**Exercise details**
All of the lines below should be printed again exactly as they are.

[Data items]
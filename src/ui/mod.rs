//! Terminal user interface built on [ratatui](https://github.com/ratatui-org/ratatui).
//!
//! The UI is organized into three layers:
//!
//! - **[`app`]**: application state, keyboard event loop, pane focus and reruns
//! - **[`panes`]**: stateless render functions for each visible pane (source,
//!   console output, diagnostics, status bar)
//! - **[`theme`]**: color palette shared by all panes
//!
//! The entry point for consumers is [`App`]: construct it with the program
//! source and call [`App::run`] to start the event loop.
//!
//! [`App::run`]: app::App::run

pub mod app;
pub mod panes;
pub mod theme;

pub use app::App;
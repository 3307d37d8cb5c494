//! Built-in library calls
//!
//! A handful of standard-library calls that teaching programs use constantly
//! are evaluated directly rather than looked up in the declaration table.
//!
//! # Supported Built-ins
//!
//! - `Math.max`, `Math.min`, `Math.abs`: keep integer results integral
//! - `Math.pow`, `Math.sqrt`: always floating
//! - `String.valueOf(x)`, `Integer.parseInt(s)`
//! - on a String variable: `length()`, `charAt(i)`, `toUpperCase()`,
//!   `toLowerCase()`, `equals(x)`
//! - constants: `Math.PI`, `Math.E`, `Integer.MAX_VALUE`, `Integer.MIN_VALUE`
//!
//! A builtin given arguments it cannot use returns `None`, and the caller
//! treats the call like any other unknown call.

use crate::interpreter::engine::Interpreter;
use crate::memory::value::Value;
use tracing::trace;

impl Interpreter {
    pub(crate) fn call_builtin(&self, name: &str, args: &[Value]) -> Option<Value> {
        match (name, args) {
            ("Math.max", [a, b]) => numeric_pair(a, b, f64::max),
            ("Math.min", [a, b]) => numeric_pair(a, b, f64::min),
            ("Math.abs", [a]) => match a {
                Value::Int(n) => Some(Value::Int(n.wrapping_abs())),
                Value::Long(n) => Some(Value::Long(n.wrapping_abs())),
                Value::Double(n) => Some(Value::Double(n.abs())),
                _ => None,
            },
            ("Math.pow", [a, b]) => Some(Value::Double(a.as_f64()?.powf(b.as_f64()?))),
            ("Math.sqrt", [a]) => Some(Value::Double(a.as_f64()?.sqrt())),
            ("String.valueOf", [a]) => Some(Value::Str(a.to_string())),
            ("Integer.parseInt", [Value::Str(s)]) => Some(match s.trim().parse::<i32>() {
                Ok(n) => Value::Int(n),
                Err(_) => {
                    trace!(input = %s, "unparseable integer counts as zero");
                    Value::Int(0)
                }
            }),
            _ => self.call_string_method(name, args),
        }
    }

    /// `receiver.method(args)` where `receiver` currently holds a String
    fn call_string_method(&self, name: &str, args: &[Value]) -> Option<Value> {
        let (receiver, method) = name.rsplit_once('.')?;
        let Value::Str(s) = self.lookup(receiver)? else {
            return None;
        };
        match (method, args) {
            ("length", []) => Some(Value::Int(s.chars().count() as i32)),
            ("charAt", [index]) => {
                let index = usize::try_from(index.as_f64()? as i64).ok()?;
                s.chars().nth(index).map(Value::Char)
            }
            ("toUpperCase", []) => Some(Value::Str(s.to_uppercase())),
            ("toLowerCase", []) => Some(Value::Str(s.to_lowercase())),
            ("equals", [other]) => Some(Value::Bool(matches!(other, Value::Str(t) if *t == s))),
            _ => None,
        }
    }
}

/// Apply `f` to two numbers; the result stays integral unless an argument
/// was floating
fn numeric_pair(a: &Value, b: &Value, f: fn(f64, f64) -> f64) -> Option<Value> {
    let n = f(a.as_f64()?, b.as_f64()?);
    if matches!(a, Value::Double(_)) || matches!(b, Value::Double(_)) {
        Some(Value::Double(n))
    } else {
        Some(Value::from_f64(n))
    }
}

/// Library constants that read like variables
pub(crate) fn builtin_constant(name: &str) -> Option<Value> {
    match name {
        "Math.PI" => Some(Value::Double(std::f64::consts::PI)),
        "Math.E" => Some(Value::Double(std::f64::consts::E)),
        "Integer.MAX_VALUE" => Some(Value::Int(i32::MAX)),
        "Integer.MIN_VALUE" => Some(Value::Int(i32::MIN)),
        _ => None,
    }
}

#[cfg(test)]
mod tests {
    use super::*;
    use crate::parser::ast::Declarations;

    fn interp() -> Interpreter {
        Interpreter::new(Declarations::default())
    }

    #[test]
    fn test_math() {
        let mut i = interp();
        assert_eq!(i.evaluate("Math.max(3, 9)", None).unwrap(), Value::Int(9));
        assert_eq!(i.evaluate("Math.min(2.5, 9)", None).unwrap(), Value::Double(2.5));
        assert_eq!(i.evaluate("Math.abs(-4)", None).unwrap(), Value::Int(4));
        assert_eq!(i.evaluate("Math.pow(2, 10)", None).unwrap(), Value::Double(1024.0));
        assert_eq!(i.evaluate("Math.sqrt(2.25)", None).unwrap(), Value::Double(1.5));
        assert_eq!(i.evaluate("Math.max(1, Math.abs(-7)) * 2", None).unwrap(), Value::Int(14));
    }

    #[test]
    fn test_conversions() {
        let mut i = interp();
        assert_eq!(i.evaluate("String.valueOf(12)", None).unwrap(), Value::Str("12".into()));
        assert_eq!(i.evaluate("Integer.parseInt(\"42\") + 1", None).unwrap(), Value::Int(43));
        assert_eq!(i.evaluate("Integer.parseInt(\"4x\")", None).unwrap(), Value::Int(0));
    }

    #[test]
    fn test_string_methods() {
        let mut i = interp();
        i.scope.set("word", Value::Str("Hello".into()));
        assert_eq!(i.evaluate("word.length()", None).unwrap(), Value::Int(5));
        assert_eq!(i.evaluate("word.charAt(1)", None).unwrap(), Value::Char('e'));
        assert_eq!(i.evaluate("word.toUpperCase()", None).unwrap(), Value::Str("HELLO".into()));
        assert_eq!(i.evaluate("word.equals(\"Hello\")", None).unwrap(), Value::Bool(true));
        assert_eq!(i.evaluate("word.length() * 2", None).unwrap(), Value::Int(10));
    }

    #[test]
    fn test_constants() {
        let mut i = interp();
        assert_eq!(i.evaluate("Integer.MAX_VALUE", None).unwrap(), Value::Int(i32::MAX));
        assert!(matches!(i.evaluate("Math.PI * 2", None).unwrap(), Value::Double(_)));
    }
}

**Answer to the exercise**
filename src/ui/mod.rs
//! Terminal user interface built on [ratatui](https://github.com/ratatui-org/ratatui).
//!
//! The UI is organized into three layers:
//!
//! - **[`app`]**: application state, keyboard event loop, pane focus and reruns
//! - **[`panes`]**: stateless render functions for each visible pane (source,
//!   console output, diagnostics, status bar)
//! - **[`theme`]**: color palette shared by all panes
//!
//! The entry point for consumers is [`App`]: construct it with the program
//! source and call [`App::run`] to start the event loop.
//!
//! [`App::run`]: app::App::run

pub mod app;
pub mod panes;
pub mod theme;

pub use app::App;
repository 3307d37d8cb5c494
//! Built-in library calls
//!
//! A handful of standard-library calls that teaching programs use constantly
//! are evaluated directly rather than looked up in the declaration table.
//!
//! # Supported Built-ins
//!
//! - `Math.max`, `Math.min`, `Math.abs`: keep integer results integral
//! - `Math.pow`, `Math.sqrt`: always floating
//! - `String.valueOf(x)`, `Integer.parseInt(s)`
//! - on a String variable: `length()`, `charAt(i)`, `toUpperCase()`,
//!   `toLowerCase()`, `equals(x)`
//! - constants: `Math.PI`, `Math.E`, `Integer.MAX_VALUE`, `Integer.MIN_VALUE`
//!
//! A builtin given arguments it cannot use returns `None`, and the caller
//! treats the call like any other unknown call.

use crate::interpreter::engine::Interpreter;
use crate::memory::value::Value;
use tracing::trace;

impl Interpreter {
    pub(crate) fn call_builtin(&self, name: &str, args: &[Value]) -> Option<Value> {
        match (name, args) {
            ("Math.max", [a, b]) => numeric_pair(a, b, f64::max),
            ("Math.min", [a, b]) => numeric_pair(a, b, f64::min),
            ("Math.abs", [a]) => match a {
                Value::Int(n) => Some(Value::Int(n.wrapping_abs())),
                Value::Long(n) => Some(Value::Long(n.wrapping_abs())),
                Value::Double(n) => Some(Value::Double(n.abs())),
                _ => None,
            },
            ("Math.pow", [a, b]) => Some(Value::Double(a.as_f64()?.powf(b.as_f64()?))),
            ("Math.sqrt", [a]) => Some(Value::Double(a.as_f64()?.sqrt())),
            ("String.valueOf", [a]) => Some(Value::Str(a.to_string())),
            ("Integer.parseInt", [Value::Str(s)]) => Some(match s.trim().parse::<i32>() {
                Ok(n) => Value::Int(n),
                Err(_) => {
                    trace!(input = %s, "unparseable integer counts as zero");
                    Value::Int(0)
                }
            }),
            _ => self.call_string_method(name, args),
        }
    }

    /// `receiver.method(args)` where `receiver` currently holds a String
    fn call_string_method(&self, name: &str, args: &[Value]) -> Option<Value> {
        let (receiver, method) = name.rsplit_once('.')?;
        let Value::Str(s) = self.lookup(receiver)? else {
            return None;
        };
        match (method, args) {
            ("length", []) => Some(Value::Int(s.chars().count() as i32)),
            ("charAt", [index]) => {
                let index = usize::try_from(index.as_f64()? as i64).ok()?;
                s.chars().nth(index).map(Value::Char)
            }
            ("toUpperCase", []) => Some(Value::Str(s.to_uppercase())),
            ("toLowerCase", []) => Some(Value::Str(s.to_lowercase())),
            ("equals", [other]) => Some(Value::Bool(matches!(other, Value::Str(t) if *t == s))),
            _ => None,
        }
    }
}

/// Apply `f` to two numbers; the result stays integral unless an argument
/// was floating
fn numeric_pair(a: &Value, b: &Value, f: fn(f64, f64) -> f64) -> Option<Value> {
    let n = f(a.as_f64()?, b.as_f64()?);
    if matches!(a, Value::Double(_)) || matches!(b, Value::Double(_)) {
        Some(Value::Double(n))
    } else {
        Some(Value::from_f64(n))
    }
}

/// Library constants that read like variables
pub(crate) fn builtin_constant(name: &str) -> Option<Value> {
    match name {
        "Math.PI" => Some(Value::Double(std::f64::consts::PI)),
        "Math.E" => Some(Value::Double(std::f64::consts::E)),
        "Integer.MAX_VALUE" => Some(Value::Int(i32::MAX)),
        "Integer.MIN_VALUE" => Some(Value::Int(i32::MIN)),
        _ => None,
    }
}

#[cfg(test)]
mod tests {
    use super::*;
    use crate::parser::ast::Declarations;

    fn interp() -> Interpreter {
        Interpreter::new(Declarations::default())
    }

    #[test]
    fn test_math() {
        let mut i = interp();
        assert_eq!(i.evaluate("Math.max(3, 9)", None).unwrap(), Value::Int(9));
        assert_eq!(i.evaluate("Math.min(2.5, 9)", None).unwrap(), Value::Double(2.5));
        assert_eq!(i.evaluate("Math.abs(-4)", None).unwrap(), Value::Int(4));
        assert_eq!(i.evaluate("Math.pow(2, 10)", None).unwrap(), Value::Double(1024.0));
        assert_eq!(i.evaluate("Math.sqrt(2.25)", None).unwrap(), Value::Double(1.5));
        assert_eq!(i.evaluate("Math.max(1, Math.abs(-7)) * 2", None).unwrap(), Value::Int(14));
    }

    #[test]
    fn test_conversions() {
        let mut i = interp();
        assert_eq!(i.evaluate("String.valueOf(12)", None).unwrap(), Value::Str("12".into()));
        assert_eq!(i.evaluate("Integer.parseInt(\"42\") + 1", None).unwrap(), Value::Int(43));
        assert_eq!(i.evaluate("Integer.parseInt(\"4x\")", None).unwrap(), Value::Int(0));
    }

    #[test]
    fn test_string_methods() {
        let mut i = interp();
        i.scope.set("word", Value::Str("Hello".into()));
        assert_eq!(i.evaluate("word.length()", None).unwrap(), Value::Int(5));
        assert_eq!(i.evaluate("word.charAt(1)", None).unwrap(), Value::Char('e'));
        assert_eq!(i.evaluate("word.toUpperCase()", None).unwrap(), Value::Str("HELLO".into()));
        assert_eq!(i.evaluate("word.equals(\"Hello\")", None).unwrap(), Value::Bool(true));
        assert_eq!(i.evaluate("word.length() * 2", None).unwrap(), Value::Int(10));
    }

    #[test]
    fn test_constants() {
        let mut i = interp();
        assert_eq!(i.evaluate("Integer.MAX_VALUE", None).unwrap(), Value::Int(i32::MAX));
        assert!(matches!(i.evaluate("Math.PI * 2", None).unwrap(), Value::Double(_)));
    }
}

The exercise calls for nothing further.